Nature gives us innumerable strange wonders. But among the phenomena that we might find uncanny, mesmerising or sublime, lava flows are especially otherworldly – solid rock turned viscous and flowing; slow-moving streams or fields of liquified stone bulging into peculiar shapes, sometimes revealing a blazing hot centre or ejecting a burst of flame. There’s something of the logic of dreams, a surreal quality, to lava’s motion and mood. It’s fitting then that Kurtis Hough, an artist and filmmaker with an abiding interest in dreams and nature, would create a film in which lava is a central substance.

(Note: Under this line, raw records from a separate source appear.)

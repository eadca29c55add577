use std::collections::HashMap;
use std::sync::Arc;

use async_trait::async_trait;
use chrono::{DateTime, NaiveDate, Utc};
use tokio::sync::Mutex;

use semestra_core::{AppResult, InstitutionId, UserIdentity};
use semestra_domain::{AcademicYearLabel, Term, TermId};

use crate::notify::{Notice, NotificationSink};
use crate::period_service::{AcademicYearRepository, PeriodService};
use crate::term_resolver::{Clock, SelectionStore, TermRepository, TermResolver};

use super::SessionContext;

struct FakeAcademicYearRepository {
    years: Vec<AcademicYearLabel>,
}

#[async_trait]
impl AcademicYearRepository for FakeAcademicYearRepository {
    async fn list_years(
        &self,
        _institution_id: InstitutionId,
    ) -> AppResult<Vec<AcademicYearLabel>> {
        Ok(self.years.clone())
    }

    async fn insert_year(
        &self,
        _institution_id: InstitutionId,
        _label: &AcademicYearLabel,
    ) -> AppResult<()> {
        Ok(())
    }
}

struct FakeTermRepository {
    terms: HashMap<AcademicYearLabel, Vec<Term>>,
}

#[async_trait]
impl TermRepository for FakeTermRepository {
    async fn list_terms(
        &self,
        _institution_id: InstitutionId,
        year: &AcademicYearLabel,
    ) -> AppResult<Vec<Term>> {
        Ok(self.terms.get(year).cloned().unwrap_or_default())
    }
}

#[derive(Default)]
struct FakeSelectionStore {
    entries: Mutex<HashMap<(InstitutionId, AcademicYearLabel), TermId>>,
}

#[async_trait]
impl SelectionStore for FakeSelectionStore {
    async fn get_selection(
        &self,
        institution_id: InstitutionId,
        year: &AcademicYearLabel,
    ) -> AppResult<Option<TermId>> {
        Ok(self
            .entries
            .lock()
            .await
            .get(&(institution_id, year.clone()))
            .copied())
    }

    async fn set_selection(
        &self,
        institution_id: InstitutionId,
        year: &AcademicYearLabel,
        term_id: TermId,
    ) -> AppResult<()> {
        self.entries
            .lock()
            .await
            .insert((institution_id, year.clone()), term_id);
        Ok(())
    }

    async fn delete_selection(
        &self,
        institution_id: InstitutionId,
        year: &AcademicYearLabel,
    ) -> AppResult<()> {
        self.entries
            .lock()
            .await
            .remove(&(institution_id, year.clone()));
        Ok(())
    }
}

struct FixedClock(DateTime<Utc>);

impl Clock for FixedClock {
    fn now(&self) -> DateTime<Utc> {
        self.0
    }
}

struct NullNotificationSink;

#[async_trait]
impl NotificationSink for NullNotificationSink {
    async fn publish(&self, _notice: Notice) {}
}

fn year(value: &str) -> AcademicYearLabel {
    AcademicYearLabel::parse(value).unwrap_or_else(|_| unreachable!())
}

fn date(year: i32, month: u32, day: u32) -> NaiveDate {
    NaiveDate::from_ymd_opt(year, month, day).unwrap_or_else(|| unreachable!())
}

fn identity() -> UserIdentity {
    UserIdentity::new(
        "subject-1",
        "Dana Naser",
        None,
        InstitutionId::new(),
        "teacher",
    )
}

async fn context_with_years() -> SessionContext {
    let label = year("2024-2025");
    let first_term = Term::new(
        TermId::new(),
        label.clone(),
        "First Term",
        date(2024, 9, 1),
        date(2024, 12, 20),
    )
    .unwrap_or_else(|_| unreachable!());

    let sink = Arc::new(NullNotificationSink);
    let period = PeriodService::new(
        Arc::new(FakeAcademicYearRepository {
            years: vec![year("2023-2024"), label.clone()],
        }),
        sink.clone(),
    );
    let terms = TermResolver::new(
        Arc::new(FakeTermRepository {
            terms: HashMap::from([(label, vec![first_term])]),
        }),
        Arc::new(FakeSelectionStore::default()),
        Arc::new(FixedClock(
            date(2024, 10, 1)
                .and_hms_opt(8, 0, 0)
                .unwrap_or_else(|| unreachable!())
                .and_utc(),
        )),
        sink,
    );

    SessionContext::initialize(identity(), period, terms).await
}

#[tokio::test]
async fn initialize_loads_years_and_leaves_terms_empty_without_an_active_year() {
    let context = context_with_years().await;

    assert!(!context.period().is_loading().await);
    assert_eq!(context.period().years().await.len(), 2);
    assert_eq!(context.period().active_year().await, None);
    assert!(context.terms().terms().await.is_empty());
    assert_eq!(context.terms().selected_term().await, None);
}

#[tokio::test]
async fn switching_the_year_resolves_terms_before_returning() {
    let context = context_with_years().await;

    let resolved = context.set_active_year(year("2024-2025")).await;

    assert_eq!(
        resolved.map(|term| term.name().as_str().to_owned()),
        Some("First Term".to_owned())
    );
    assert_eq!(context.period().active_year().await, Some(year("2024-2025")));
    assert_eq!(context.terms().terms().await.len(), 1);
}

#[tokio::test]
async fn switching_to_a_year_without_terms_clears_the_selection() {
    let context = context_with_years().await;
    context.set_active_year(year("2024-2025")).await;

    let resolved = context.set_active_year(year("2023-2024")).await;

    assert_eq!(resolved, None);
    assert!(context.terms().terms().await.is_empty());
    assert_eq!(context.terms().selected_term().await, None);
}

#[tokio::test]
async fn teardown_clears_in_session_state() {
    let context = context_with_years().await;
    context.set_active_year(year("2024-2025")).await;

    context.teardown().await;

    assert_eq!(context.period().active_year().await, None);
    assert!(context.terms().terms().await.is_empty());
    assert!(context.period().is_loading().await);
}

A work of rigorous experimentation and poetic exploration, Hough’s short film To See More Light combines animation, time-lapse cinematography and brilliantly manipulated imagery set to a pulsing, propulsive composition of the same name by the saxophonist Colin Stetson that holds us in a state of constant tension. Visually, the film is unceasing transformation, first in morphing abstractions that evoke both cosmic and atomic worlds, then in a stunning sequence of lava flowing towards the sea, eventually graced by strange, ever-blossoming white trees.
Hough notes that, when he was shooting the lava at the Kilauea Volcano in Hawai’i, lines from the Leonard Cohen song ‘Anthem’ (1992) kept coming to mind – ‘There is a crack in everything, that’s how the light gets in.’ The cracks in lava, though, seem to be more about letting light out, a kind of dreamlike inversion of Cohen’s resonant observation. Hough’s decision to make his film in black and white accentuates this sense of illumination emerging from within, turning every frame into an exploration of the interplay between light and dark. But he also explains his choice in relation to himself, saying: ‘I feel like I don’t dream in colour.’ While Cohen’s song is about society, perhaps specifically about democracy, Hough takes this notion of the transfer of light into the internal realm, drawing on the natural world to offer a vision of the unconscious that’s as personal as it is expansive and epic.